_WHAT IS BEING ASKED_
Pick the lines holding the string "ConfigError" out of the records and copy them.
---------------
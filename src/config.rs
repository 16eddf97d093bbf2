//! Application configuration
//!
//! Loaded from a TOML file (default `~/.config/campus-service/config.toml`).
//! Every section has defaults so a partial file is valid; a missing file is
//! created with the defaults on first start.

use std::path::{Path, PathBuf};

use serde::{Deserialize, Serialize};

/// Default configuration file location.
pub fn default_config_path() -> PathBuf {
    dirs_next::config_dir()
        .unwrap_or_else(|| PathBuf::from("."))
        .join("campus-service")
        .join("config.toml")
}

#[derive(Debug, thiserror::Error)]
pub enum ConfigError {
    #[error("Failed to read config {path}: {source}")]
    Io {
        path: String,
        #[source]
        source: std::io::Error,
    },
    #[error("Invalid config: {0}")]
    Parse(#[from] toml::de::Error),
    #[error("Failed to serialize config: {0}")]
    Serialize(#[from] toml::ser::Error),
}

#[derive(Debug, Clone, Default, Serialize, Deserialize)]
#[serde(default)]
pub struct AppConfig {
    pub server: ServerConfig,
    pub database: DatabaseSection,
    pub logging: LoggingConfig,
    pub security: SecurityConfig,
    pub admin: AdminConfig,
    pub rate_limit: RateLimitConfig,
    pub cache: CacheConfig,
    pub email: EmailConfig,
    pub storage: StorageConfig,
    pub stream: StreamConfig,
    pub catalogs: CatalogsConfig,
    pub earnings: EarningsConfig,
    pub referral: ReferralConfig,
    pub recommendation: RecommendationConfig,
}

impl AppConfig {
    /// Load configuration from `path`, writing defaults when the file does not exist.
    pub fn load(path: &Path) -> Result<Self, ConfigError> {
        if !path.exists() {
            let cfg = Self::default();
            cfg.save(path)?;
            return Ok(cfg);
        }
        let raw = std::fs::read_to_string(path).map_err(|source| ConfigError::Io {
            path: path.display().to_string(),
            source,
        })?;
        Self::from_toml(&raw)
    }

    pub fn from_toml(raw: &str) -> Result<Self, ConfigError> {
        Ok(toml::from_str(raw)?)
    }

    pub fn save(&self, path: &Path) -> Result<(), ConfigError> {
        let io_err = |source| ConfigError::Io {
            path: path.display().to_string(),
            source,
        };
        if let Some(parent) = path.parent() {
            std::fs::create_dir_all(parent).map_err(io_err)?;
        }
        let body = toml::to_string_pretty(self)?;
        std::fs::write(path, body).map_err(io_err)
    }
}

#[derive(Debug, Clone, Serialize, Deserialize)]
#[serde(default)]
pub struct ServerConfig {
    pub api_host: String,
    pub api_port: u16,
    /// Seconds to wait for in-flight work on shutdown
    pub shutdown_timeout: u64,
}

impl Default for ServerConfig {
    fn default() -> Self {
        Self {
            api_host: "0.0.0.0".to_string(),
            api_port: 8080,
            shutdown_timeout: 30,
        }
    }
}

#[derive(Debug, Clone, Serialize, Deserialize)]
#[serde(default)]
pub struct DatabaseSection {
    pub url: String,
    pub max_connections: u32,
    pub min_connections: u32,
    pub connect_timeout_secs: u64,
}

impl Default for DatabaseSection {
    fn default() -> Self {
        Self {
            url: "sqlite://./campus.db?mode=rwc".to_string(),
            max_connections: 10,
            min_connections: 1,
            connect_timeout_secs: 10,
        }
    }
}

impl DatabaseSection {
    /// `DATABASE_URL` overrides the configured url.
    pub fn connection_url(&self) -> String {
        std::env::var("DATABASE_URL").unwrap_or_else(|_| self.url.clone())
    }
}

#[derive(Debug, Clone, Serialize, Deserialize)]
#[serde(default)]
pub struct LoggingConfig {
    pub level: String,
    /// "text" or "json"
    pub format: String,
}

impl Default for LoggingConfig {
    fn default() -> Self {
        Self {
            level: "info".to_string(),
            format: "text".to_string(),
        }
    }
}

#[derive(Debug, Clone, Serialize, Deserialize)]
#[serde(default)]
pub struct SecurityConfig {
    pub jwt_secret: String,
    pub jwt_expiration_hours: i64,
    pub bcrypt_cost: u32,
}

impl Default for SecurityConfig {
    fn default() -> Self {
        Self {
            jwt_secret: "change-me-in-production".to_string(),
            jwt_expiration_hours: 24,
            bcrypt_cost: 12,
        }
    }
}

#[derive(Debug, Clone, Serialize, Deserialize)]
#[serde(default)]
pub struct AdminConfig {
    pub email: String,
    pub username: String,
    pub password: String,
}

impl Default for AdminConfig {
    fn default() -> Self {
        Self {
            email: "admin@campus.local".to_string(),
            username: "admin".to_string(),
            password: "admin12345".to_string(),
        }
    }
}

#[derive(Debug, Clone, Serialize, Deserialize)]
#[serde(default)]
pub struct RateLimitConfig {
    pub per_second: u64,
    pub burst: u32,
}

impl Default for RateLimitConfig {
    fn default() -> Self {
        Self {
            per_second: 20,
            burst: 50,
        }
    }
}

#[derive(Debug, Clone, Serialize, Deserialize)]
#[serde(default)]
pub struct CacheConfig {
    pub short_ttl_secs: u64,
    pub medium_ttl_secs: u64,
    pub long_ttl_secs: u64,
    pub cleanup_interval_secs: u64,
}

impl Default for CacheConfig {
    fn default() -> Self {
        Self {
            short_ttl_secs: 60,
            medium_ttl_secs: 300,
            long_ttl_secs: 3600,
            cleanup_interval_secs: 60,
        }
    }
}

#[derive(Debug, Clone, Serialize, Deserialize)]
#[serde(default)]
pub struct EmailConfig {
    /// "log" (default) or "http"
    pub provider: String,
    pub api_url: String,
    pub api_key: String,
    pub from_address: String,
}

impl Default for EmailConfig {
    fn default() -> Self {
        Self {
            provider: "log".to_string(),
            api_url: String::new(),
            api_key: String::new(),
            from_address: "no-reply@campus.local".to_string(),
        }
    }
}

/// S3-compatible object storage (Cloudflare R2)
#[derive(Debug, Clone, Default, Serialize, Deserialize)]
#[serde(default)]
pub struct StorageConfig {
    pub account_id: String,
    pub access_key_id: String,
    pub secret_access_key: String,
    pub bucket: String,
    /// Optional public CDN base for READY assets
    pub public_base_url: Option<String>,
    /// Override endpoint (defaults to `https://{account_id}.r2.cloudflarestorage.com`)
    pub endpoint: Option<String>,
}

impl StorageConfig {
    pub fn is_configured(&self) -> bool {
        !self.access_key_id.is_empty() && !self.secret_access_key.is_empty() && !self.bucket.is_empty()
    }
}

/// Cloudflare Stream
#[derive(Debug, Clone, Serialize, Deserialize)]
#[serde(default)]
pub struct StreamConfig {
    pub account_id: String,
    pub api_token: String,
    pub api_base: String,
}

impl Default for StreamConfig {
    fn default() -> Self {
        Self {
            account_id: String::new(),
            api_token: String::new(),
            api_base: "https://api.cloudflare.com/client/v4".to_string(),
        }
    }
}

impl StreamConfig {
    pub fn is_configured(&self) -> bool {
        !self.account_id.is_empty() && !self.api_token.is_empty()
    }
}

/// Third-party course catalogs used by course import
#[derive(Debug, Clone, Serialize, Deserialize)]
#[serde(default)]
pub struct CatalogsConfig {
    pub udemy_base_url: String,
    pub udemy_client_id: String,
    pub udemy_client_secret: String,
    pub coursera_base_url: String,
    pub coursera_api_key: String,
    pub pluralsight_base_url: String,
    pub pluralsight_api_key: String,
    pub youtube_base_url: String,
    pub youtube_api_key: String,
    pub request_timeout_secs: u64,
}

impl Default for CatalogsConfig {
    fn default() -> Self {
        Self {
            udemy_base_url: "https://www.udemy.com/api-2.0".to_string(),
            udemy_client_id: String::new(),
            udemy_client_secret: String::new(),
            coursera_base_url: "https://api.coursera.org/api".to_string(),
            coursera_api_key: String::new(),
            pluralsight_base_url: "https://api.pluralsight.com".to_string(),
            pluralsight_api_key: String::new(),
            youtube_base_url: "https://www.googleapis.com/youtube/v3".to_string(),
            youtube_api_key: String::new(),
            request_timeout_secs: 20,
        }
    }
}

#[derive(Debug, Clone, Serialize, Deserialize)]
#[serde(default)]
pub struct EarningsConfig {
    /// Students below this many active days in a period do not count toward payouts
    pub min_active_days: u32,
    /// Teacher share of course and bundle sales, in percent
    pub revenue_share_percent: u32,
    /// Teacher share of individual lesson sales, in percent
    pub lesson_share_percent: u32,
}

impl Default for EarningsConfig {
    fn default() -> Self {
        Self {
            min_active_days: 3,
            revenue_share_percent: 70,
            lesson_share_percent: 80,
        }
    }
}

#[derive(Debug, Clone, Serialize, Deserialize)]
#[serde(default)]
pub struct ReferralConfig {
    /// Reward granted to the referrer when the referred user first enrolls
    pub reward_cents: i64,
}

impl Default for ReferralConfig {
    fn default() -> Self {
        Self { reward_cents: 500 }
    }
}

#[derive(Debug, Clone, Serialize, Deserialize)]
#[serde(default)]
pub struct RecommendationConfig {
    pub collaborative_weight: f64,
    pub content_weight: f64,
    pub popularity_weight: f64,
    pub limit: usize,
}

impl Default for RecommendationConfig {
    fn default() -> Self {
        Self {
            collaborative_weight: 0.5,
            content_weight: 0.3,
            popularity_weight: 0.2,
            limit: 10,
        }
    }
}

#[cfg(test)]
mod tests {
    use super::*;

    #[test]
    fn partial_file_falls_back_to_defaults() {
        let cfg = AppConfig::from_toml(
            r#"
            [server]
            api_port = 9090

            [earnings]
            min_active_days = 5
            "#,
        )
        .unwrap();
        assert_eq!(cfg.server.api_port, 9090);
        assert_eq!(cfg.server.api_host, "0.0.0.0");
        assert_eq!(cfg.earnings.min_active_days, 5);
        assert_eq!(cfg.earnings.revenue_share_percent, 70);
        assert_eq!(cfg.cache.medium_ttl_secs, 300);
    }

    #[test]
    fn defaults_roundtrip_through_toml() {
        let body = toml::to_string_pretty(&AppConfig::default()).unwrap();
        let parsed = AppConfig::from_toml(&body).unwrap();
        assert_eq!(parsed.logging.level, "info");
        assert_eq!(parsed.recommendation.limit, 10);
    }

    #[test]
    fn storage_requires_credentials() {
        assert!(!StorageConfig::default().is_configured());
    }
}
---------------
_SOLUTION TO THIS PROBLEM_
pub enum ConfigError {
    pub fn load(path: &Path) -> Result<Self, ConfigError> {
        let raw = std::fs::read_to_string(path).map_err(|source| ConfigError::Io {
    pub fn from_toml(raw: &str) -> Result<Self, ConfigError> {
    pub fn save(&self, path: &Path) -> Result<(), ConfigError> {
        let io_err = |source| ConfigError::Io {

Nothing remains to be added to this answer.